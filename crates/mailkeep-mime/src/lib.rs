//! # mailkeep-mime
//!
//! Bridges raw message text and structured data: an RFC 822/2822 parser for
//! what the protocol clients download and an RFC 5322 composer for what the
//! SMTP client sends.
//!
//! ## Features
//!
//! - **Parsing**: header unfolding, case-insensitive last-value-wins header
//!   lookup, address lists, RFC 2822 dates, plain/HTML body classification
//! - **Composition**: fixed header order, `"Name" <email>` formatting,
//!   whole-subject RFC 2047 encoding, Message-ID generation
//! - **Single-part only**: bodies are returned and written verbatim; there is
//!   no multipart decomposition
//!
//! ## Quick Start
//!
//! ### Parsing
//!
//! ```ignore
//! use mailkeep_mime::parse;
//!
//! let message = parse("From: alice@example.com\r\nSubject: Hi\r\n\r\nHello!")?;
//! println!("{}", message.subject.as_deref().unwrap_or("(no subject)"));
//! ```
//!
//! ### Composing
//!
//! ```ignore
//! use mailkeep_mime::{Address, Draft};
//!
//! let raw = Draft::new(Address::with_name("Alice", "alice@example.com"))
//!     .to(Address::new("bob@example.com"))
//!     .subject("Grüße")
//!     .body("Hello Bob")
//!     .compose()?;
//! ```

#![warn(missing_docs)]
#![warn(clippy::all)]
#![warn(clippy::pedantic)]
#![forbid(unsafe_code)]

mod address;
mod composer;
mod error;
mod headers;
mod parser;

pub mod encoding;

pub use address::Address;
pub use composer::{Draft, generate_message_id};
pub use error::{Error, Result};
pub use headers::Headers;
pub use parser::{ParsedMessage, RFC2822_DATE_FORMAT, parse, parse_date};
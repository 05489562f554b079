//! Error types for the IMAP client.

use thiserror::Error;

/// Errors that can occur during IMAP operations.
#[derive(Debug, Error)]
pub enum Error {
    /// Connection-level failure (connect, TLS, read/write, timeout).
    #[error(transparent)]
    Transport(#[from] mailkeep_transport::Error),

    /// Server closed the connection mid-response.
    #[error("connection closed by server")]
    ConnectionClosed,

    /// No connection is open.
    #[error("not connected")]
    NotConnected,

    /// Invalid state for the requested operation.
    #[error("Invalid state: {0}")]
    InvalidState(String),

    /// Invalid argument supplied by the caller.
    #[error("Invalid argument: {0}")]
    InvalidArgument(String),

    /// Credentials were rejected.
    #[error("authentication failed")]
    AuthenticationFailed,

    /// Server sent something that does not match the expected shape.
    #[error("invalid response: {0}")]
    InvalidResponse(String),

    /// Server returned NO response.
    #[error("Server returned NO: {0}")]
    No(String),

    /// Server returned BAD response.
    #[error("Server returned BAD: {0}")]
    Bad(String),

    /// Response exceeded a framing limit.
    #[error("Protocol error: {0}")]
    Protocol(String),
}

impl Error {
    /// Returns true if the operation ran out of time.
    #[must_use]
    pub const fn is_timeout(&self) -> bool {
        matches!(self, Self::Transport(e) if e.is_timeout())
    }

    /// Returns true if the server rejected the credentials.
    #[must_use]
    pub const fn is_authentication(&self) -> bool {
        matches!(self, Self::AuthenticationFailed)
    }

    /// Returns true if the connection itself failed or is gone.
    #[must_use]
    pub const fn is_connection(&self) -> bool {
        matches!(self, Self::ConnectionClosed | Self::NotConnected)
            || matches!(self, Self::Transport(e) if e.is_connection())
    }
}

/// Result type alias using our Error type.
pub type Result<T> = std::result::Result<T, Error>;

Instructions to follow: Give back, verbatim, the lines from the top of the entries above through the line containing "plain/HTML body classification".

Exercise response:
filename crates/mailkeep-mime/src/lib.rs
//! # mailkeep-mime
//!
//! Bridges raw message text and structured data: an RFC 822/2822 parser for
//! what the protocol clients download and an RFC 5322 composer for what the
//! SMTP client sends.
//!
//! ## Features
//!
//! - **Parsing**: header unfolding, case-insensitive last-value-wins header
//!   lookup, address lists, RFC 2822 dates, plain/HTML body classification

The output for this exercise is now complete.